But the afternoon improved. Sighting a lioness in the distance as we had only just entered the park set the seal: it was going to be a good day. The Pilanesberg reserve is set in the crater of a long extinct volcano: plains fringed by mountains. The habitat is a transition between the Kalahari and the Lowveld, and so benefits from an overlap of species. To the eye, it was a vivid, dramatic panorama that changed moods every twenty minutes as the afternoon went by.

In the distance, we spied a bulky grey figure snoozing. White rhinoceros. Two impressive horns, small flappy ears and over 3,500 kg of mostly muscle. Antelopes we saw an abundance of: the smallish Steenbok and the handsome Kudu. Bart thawed towards us – clearly, tourists as lucky as we appeared to be couldn’t be that bad.

The light had started to slant when suddenly he stepped on the brakes with an excited yelp and pointed.  A leopard high up in a tree, resting delicately and yet, quite comfortably on a mass of foliage. We found the spot with the best view and settled, willing to wait as long as the leopard did. The lone tree and the panther silhouetted against the gathering dusk – it was a moment of unbelievable rightness. A few minutes later, the cat tired of his perch and clambered down, carefully negotiating his way down, clasping the trunk as he backed onto the ground. And then with a last look at us, he leapt across a small stream and melted away into the tall grass.

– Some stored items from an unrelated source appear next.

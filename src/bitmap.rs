//! Block Bitmap
//!
//! One bit per data block, most significant bit first within each byte.
//! A set bit means the block belongs to some live entry.
//!
//! Mutations only touch memory. The whole image is written back with
//! `persist`; the region is never updated partially.

use crate::device::BlockDevice;
use crate::error::Result;
use crate::layout::{bitmap_byte_size, Layout};

/// In-memory image of the block bitmap
#[derive(Debug, Clone, PartialEq, Eq)]
pub struct Bitmap {
    bytes: Vec<u8>,
    block_count: u32,
}

/// A maximal run of blocks sharing the same state
#[derive(Debug, Clone, Copy, PartialEq, Eq)]
pub struct Run {
    pub used: bool,
    pub start: u32,
    pub len: u32,
}

impl Bitmap {
    /// All-free bitmap for `block_count` blocks
    pub fn new(block_count: u32) -> Self {
        Self {
            bytes: vec![0u8; bitmap_byte_size(block_count) as usize],
            block_count,
        }
    }

    /// Load the bitmap region of a store
    pub fn load<D: BlockDevice>(device: &mut D, layout: &Layout) -> Result<Self> {
        let mut bytes = vec![0u8; layout.bitmap_size() as usize];
        device.read_at(layout.bitmap_offset(), &mut bytes)?;

        Ok(Self {
            bytes,
            block_count: layout.block_count(),
        })
    }

    /// Write the full image back to the bitmap region
    pub fn persist<D: BlockDevice>(&self, device: &mut D, layout: &Layout) -> Result<()> {
        device.write_at(layout.bitmap_offset(), &self.bytes)
    }

    /// Raw on-disk image
    pub fn as_bytes(&self) -> &[u8] {
        &self.bytes
    }

    pub fn block_count(&self) -> u32 {
        self.block_count
    }

    /// Whether block `index` is free. Indexes past the end are never free.
    pub fn is_free(&self, index: u32) -> bool {
        if index >= self.block_count {
            return false;
        }

        let (byte, mask) = Self::locate(index);
        self.bytes[byte] & mask == 0
    }

    /// Mark block `index` as used. Indexes past the end are ignored.
    pub fn mark_used(&mut self, index: u32) {
        if index >= self.block_count {
            return;
        }
        let (byte, mask) = Self::locate(index);
        self.bytes[byte] |= mask;
    }

    /// Mark block `index` as free. Indexes past the end are ignored.
    pub fn mark_free(&mut self, index: u32) {
        if index >= self.block_count {
            return;
        }
        let (byte, mask) = Self::locate(index);
        self.bytes[byte] &= !mask;
    }

    /// First free block at or after `start`, scanning forward
    pub fn find_free_from(&self, start: u32) -> Option<u32> {
        (start..self.block_count).find(|&index| self.is_free(index))
    }

    /// Number of blocks currently marked used
    pub fn used_count(&self) -> u32 {
        (0..self.block_count).filter(|&index| !self.is_free(index)).count() as u32
    }

    /// Maximal runs of free/used blocks, in block order
    pub fn runs(&self) -> Runs<'_> {
        Runs {
            bitmap: self,
            next: 0,
        }
    }

    /// Byte index and bit mask for a block
    fn locate(index: u32) -> (usize, u8) {
        ((index / 8) as usize, 0x80 >> (index % 8))
    }
}

/// Iterator over the runs of a bitmap
pub struct Runs<'a> {
    bitmap: &'a Bitmap,
    next: u32,
}

impl<'a> Iterator for Runs<'a> {
    type Item = Run;

    fn next(&mut self) -> Option<Self::Item> {
        if self.next >= self.bitmap.block_count {
            return None;
        }

        let start = self.next;
        let used = !self.bitmap.is_free(start);
        let mut end = start + 1;
        while end < self.bitmap.block_count && !self.bitmap.is_free(end) == used {
            end += 1;
        }

        self.next = end;
        Some(Run {
            used,
            start,
            len: end - start,
        })
    }
}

Elated with our encounter, we headed back to the gates. And stopped again. A brown hyena minced along the side of the road, glassy eyes staring back at our searchlights. It crossed the road and we saw it gone before we set off again. A little further, a traffic jam. Game vehicles had stopped in the middle of the road and a hushed silence – one that indicates a sighting of no ordinary significance – prevailed. Soon the object of their attention became apparent to us. Quite by the road, three lionesses at play. Caught in a pool of cross-lighting from the various game vehicles, the sisters ambled, swiped, nuzzled and gambolled. After five minutes, or perhaps ten, they walked slowly away till the darkness enveloped them. Now it seemed indeed that a visit to Africa was complete.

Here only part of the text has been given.